Purpose or “The Why?” is a pop management meme on a tier. One’s never entirely sure who puts a meme in play, but I will credit Nikos Mourkogiannis for his book “Purpose: The Starting Point of Great Companies,” which I believe will become the “Good to Great” of the first half of this new decade.
A Purpose Genre has emerged in his wake. Agency legend Roy Spence, of Austin’s GSD&M Idea City has made Purpose his purpose both as author of “It’s Not What You Sell, It’s What You Stand For,” and as CEO of the new Purpose Institute. In 2009, Simon Sinek joined the Purpose parade with his book, “Start with Why,” and many of us eagerly await former P&G CMO, Jim Stengel’s forthcoming title, “Grow,” a work founded in the concept of Purpose.
So why are they all asking “Why?”
Is this just the latest in a long list of “USPs”, “Mission Statements,” “Hedgehogs,” “Elevator Speeches,” “Brand Stories” and other such buzz speak that keeps the consultants in their platinum cards, or is something bigger going on? All of these tomes speak to how important Purpose is the marshaling organizations, attracting talent and fueling growth, but it is also very heavily associated with the changing dynamics of marketing communications.

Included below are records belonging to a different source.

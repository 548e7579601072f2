//! In-memory `NotesApi` used by the unit tests.

use std::cell::{Cell, RefCell};
use std::collections::VecDeque;
use std::rc::Rc;
use std::time::Duration;

use crate::{CreateNote, Error, Note, NoteQuery, NotesApi, NotesPage, Tag};

#[derive(Default)]
struct State {
    notes: RefCell<Vec<Note>>,
    next_id: Cell<u64>,
    list_calls: RefCell<Vec<NoteQuery>>,
    list_failures: RefCell<VecDeque<Error>>,
    create_count: Cell<usize>,
    create_failure: RefCell<Option<Error>>,
    delete_calls: RefCell<Vec<String>>,
    latency: Cell<Option<Duration>>,
}

/// Cloning shares the same backing state, so a test can keep a handle
/// after moving one into the code under test.
#[derive(Clone, Default)]
pub struct FakeApi {
    state: Rc<State>,
}

pub fn note(id: &str, title: &str) -> Note {
    Note {
        id: id.to_string(),
        title: title.to_string(),
        content: format!("content of {}", title),
        tag: Tag::Todo,
        created_at: None,
        updated_at: None,
    }
}

impl FakeApi {
    pub fn with_notes(count: usize) -> Self {
        let api = Self::default();
        for i in 1..=count {
            api.push(note(&i.to_string(), &format!("Note {}", i)));
        }
        api
    }

    pub fn push(&self, note: Note) {
        self.state.notes.borrow_mut().push(note);
    }

    pub fn set_latency(&self, latency: Duration) {
        self.state.latency.set(Some(latency));
    }

    /// Queue errors returned by the next list calls, in order.
    pub fn fail_list(&self, errors: impl IntoIterator<Item = Error>) {
        self.state.list_failures.borrow_mut().extend(errors);
    }

    pub fn fail_create(&self, error: Error) {
        *self.state.create_failure.borrow_mut() = Some(error);
    }

    pub fn list_calls(&self) -> Vec<NoteQuery> {
        self.state.list_calls.borrow().clone()
    }

    pub fn list_count(&self) -> usize {
        self.state.list_calls.borrow().len()
    }

    pub fn create_count(&self) -> usize {
        self.state.create_count.get()
    }

    pub fn delete_calls(&self) -> Vec<String> {
        self.state.delete_calls.borrow().clone()
    }

    async fn wait(&self) {
        if let Some(latency) = self.state.latency.get() {
            tokio::time::sleep(latency).await;
        }
    }
}

#[async_trait::async_trait(?Send)]
impl NotesApi for FakeApi {
    async fn list_notes(&self, query: NoteQuery) -> Result<NotesPage, Error> {
        self.state.list_calls.borrow_mut().push(query.clone());
        self.wait().await;

        if let Some(error) = self.state.list_failures.borrow_mut().pop_front() {
            return Err(error);
        }

        let needle = query.search.to_lowercase();
        let matching: Vec<Note> = self
            .state
            .notes
            .borrow()
            .iter()
            .filter(|n| {
                needle.is_empty()
                    || n.title.to_lowercase().contains(&needle)
                    || n.content.to_lowercase().contains(&needle)
            })
            .cloned()
            .collect();

        let per_page = query.per_page.max(1) as usize;
        let total = matching.len();
        let total_pages = total.div_ceil(per_page) as u32;
        let notes = matching
            .into_iter()
            .skip((query.page.max(1) as usize - 1) * per_page)
            .take(per_page)
            .collect();

        Ok(NotesPage {
            notes,
            total_pages,
            current_page: Some(query.page),
            per_page: Some(query.per_page),
            total: Some(total as u64),
        })
    }

    async fn create_note(&self, note: CreateNote) -> Result<Note, Error> {
        self.wait().await;
        if let Some(error) = self.state.create_failure.borrow_mut().take() {
            return Err(error);
        }

        self.state.create_count.set(self.state.create_count.get() + 1);
        let id = self.state.next_id.get() + 1000;
        self.state.next_id.set(self.state.next_id.get() + 1);

        let created = Note {
            id: id.to_string(),
            title: note.title,
            content: note.content,
            tag: note.tag,
            created_at: None,
            updated_at: None,
        };
        self.state.notes.borrow_mut().insert(0, created.clone());
        Ok(created)
    }

    async fn delete_note(&self, id: &str) -> Result<(), Error> {
        self.state.delete_calls.borrow_mut().push(id.to_string());
        self.wait().await;

        let mut notes = self.state.notes.borrow_mut();
        let before = notes.len();
        notes.retain(|n| n.id != id);
        if notes.len() == before {
            return Err(Error::NotFound(format!("note {}", id)));
        }
        Ok(())
    }
}
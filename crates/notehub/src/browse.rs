//! Interactive browse session.
//!
//! Reads one command per line and redraws the list after every change.
//! Loads run alongside input, so commands keep working while a page is
//! fetched and the older page stays on screen until the new one arrives.
//! Search input is debounced: the list follows the typed term once no
//! further `/term` line has arrived for the debounce delay.

use anyhow::{Context, Result};
use futures_util::future::{FutureExt, LocalBoxFuture};
use futures_util::stream::{FuturesUnordered, StreamExt};
use notehub_core::{CreateNote, Loaded, NotesApi, NotesView, Tag};
use std::io::Write;
use tokio::io::{AsyncBufRead, Lines};
use tokio::time::Instant;

use crate::render;

const HELP: &str = "\
Commands:
  /TEXT   search (empty '/' clears)
  n, p    next / previous page
  g N     go to page N
  new     create a note
  rm ID   delete a note
  r       refresh
  q       quit";

#[derive(Debug, PartialEq, Eq)]
enum Command {
    Search(String),
    Next,
    Prev,
    Goto(u32),
    New,
    Delete(String),
    Refresh,
    Help,
    Quit,
    Unknown(String),
}

fn parse_command(line: &str) -> Command {
    if let Some(term) = line.trim_start().strip_prefix('/') {
        return Command::Search(term.trim_end().to_string());
    }

    let line = line.trim();
    let (word, arg) = match line.split_once(char::is_whitespace) {
        Some((w, a)) => (w, a.trim()),
        None => (line, ""),
    };
    match (word, arg) {
        ("n" | "next", "") => Command::Next,
        ("p" | "prev", "") => Command::Prev,
        ("g" | "goto", n) => match n.parse::<u32>() {
            Ok(n) if n >= 1 => Command::Goto(n),
            _ => Command::Unknown(line.to_string()),
        },
        ("new", "") => Command::New,
        ("rm", id) if !id.is_empty() => Command::Delete(id.to_string()),
        ("r" | "refresh", "") => Command::Refresh,
        ("?" | "h" | "help", "") => Command::Help,
        ("q" | "quit" | "exit", "") => Command::Quit,
        _ => Command::Unknown(line.to_string()),
    }
}

fn draw<A: NotesApi + 'static>(view: &NotesView<A>) {
    println!();
    for line in render::screen_lines(&view.render(), view.state()) {
        println!("{}", line);
    }
}

fn prompt(text: &str) -> Result<()> {
    print!("{}", text);
    std::io::stdout().flush().context("Failed to write prompt")
}

async fn ask<R: AsyncBufRead + Unpin>(input: &mut Lines<R>, text: &str) -> Result<Option<String>> {
    prompt(text)?;
    input.next_line().await.context("Failed to read input")
}

async fn until(deadline: Option<Instant>) {
    match deadline {
        Some(deadline) => tokio::time::sleep_until(deadline).await,
        None => std::future::pending().await,
    }
}

/// Read the create form. `None` means the user cancelled.
async fn read_form<R: AsyncBufRead + Unpin>(input: &mut Lines<R>) -> Result<Option<CreateNote>> {
    let title = match ask(input, "Title (blank to cancel): ").await? {
        Some(t) if !t.trim().is_empty() => t,
        _ => return Ok(None),
    };
    let content = ask(input, "Content: ").await?.unwrap_or_default();

    let tags: Vec<&str> = Tag::ALL.iter().map(|t| t.as_str()).collect();
    let tag = loop {
        let Some(answer) = ask(input, &format!("Tag ({}): ", tags.join("/"))).await? else {
            return Ok(None);
        };
        match answer.parse::<Tag>() {
            Ok(tag) => break tag,
            Err(e) => eprintln!("{}", e),
        }
    };

    Ok(Some(CreateNote {
        title,
        content,
        tag,
    }))
}

async fn create<A, R>(view: &mut NotesView<A>, input: &mut Lines<R>) -> Result<()>
where
    A: NotesApi + 'static,
    R: AsyncBufRead + Unpin,
{
    view.open_create();
    draw(view);

    // The form stays open until a submit succeeds or the user cancels.
    while view.state().modal_open {
        let Some(note) = read_form(input).await? else {
            view.cancel_create();
            println!("Cancelled");
            break;
        };
        match view.submit_create(note).await {
            Ok(note) => println!("Created note {}", note.id),
            Err(e) => eprintln!("Could not create note: {}", e),
        }
    }
    Ok(())
}

async fn delete<A, R>(view: &mut NotesView<A>, input: &mut Lines<R>, id: &str) -> Result<()>
where
    A: NotesApi + 'static,
    R: AsyncBufRead + Unpin,
{
    let answer = ask(input, &format!("Delete note {}? [y/N] ", id)).await?;
    let confirmed = answer.as_deref().is_some_and(render::is_yes);

    match view.delete_note(id, confirmed).await {
        Ok(true) => println!("Deleted note {}", id),
        Ok(false) => println!("Cancelled"),
        Err(e) => eprintln!("Could not delete note {}: {}", id, e),
    }
    Ok(())
}

/// Run a session on `input` until it ends or the user quits.
pub async fn run<A, R>(view: &mut NotesView<A>, mut input: Lines<R>) -> Result<()>
where
    A: NotesApi + 'static,
    R: AsyncBufRead + Unpin,
{
    let mut loads: FuturesUnordered<LocalBoxFuture<'static, Loaded>> = FuturesUnordered::new();

    println!("{}", HELP);
    loop {
        if view.needs_load() {
            loads.push(view.load().boxed_local());
            draw(view);
        }

        let deadline = view.search_deadline();
        tokio::select! {
            Some(loaded) = loads.next(), if !loads.is_empty() => {
                if view.apply(loaded) {
                    draw(view);
                }
            }
            _ = until(deadline) => {
                view.settle_search();
            }
            line = input.next_line() => {
                let Some(line) = line.context("Failed to read input")? else { break };
                match parse_command(&line) {
                    Command::Search(term) => view.input_search(term),
                    Command::Next => {
                        if !view.next_page() {
                            println!("Already on the last page");
                        }
                    }
                    Command::Prev => {
                        if !view.prev_page() {
                            println!("Already on the first page");
                        }
                    }
                    Command::Goto(n) => view.select_page(n - 1),
                    Command::Refresh => view.reload(),
                    Command::New => {
                        create(view, &mut input).await?;
                        if !view.needs_load() {
                            draw(view);
                        }
                    }
                    Command::Delete(id) => delete(view, &mut input, &id).await?,
                    Command::Help => println!("{}", HELP),
                    Command::Quit => break,
                    Command::Unknown(line) if line.is_empty() => {}
                    Command::Unknown(line) => println!("Unknown command: {} (? for help)", line),
                }
            }
        }
    }

    Ok(())
}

There is an important intersection at which Purpose and social media cross.
The mainstream of communications is now controlled by users, not distributors. Okay, no duh. But where Purpose meets this new mainstream is in the conversation content of social media chatter. Nearly every marketer who has thus far entered that stream with the conventional “deal points” approach to marketing communications has been rebuffed. You just can’t show up at social conversations with your bullet points and promotional offers. You need to be able to talk to people like, well, like you would talk to people. So, how does a company or its representatives enter such conversations?
By talking about Purpose, or “The Why.”
You need to be able to enter such conversations with an altruistic, empathetic observations, stories and POVS, admittedly contextualized in what your business is up to, but nevertheless not so baldly mercenary. What real good, not just value, is your business delivering to the world. What causes are you pursuing that’s larger than next quarter’s deliveries, or even the technical dimensions of your product or service engagement?
Without such Purpose, without starting with “The Why,” you’ll be excluded from the new, critical first phase of the sales cycle: the conversation that precedes and begets consideration.
The bad news is 99% of companies haven’t a clue about their larger Purpose, much less an altruistic, empathetic storyline with which they can enter conversations. The good news is there is a powerful emerging market demand for the strategic and creative services required to define and propagate such Purpose, conceptually and technically, larger than any the marketing industry has ever known. No worthy marketer should need to beg bread.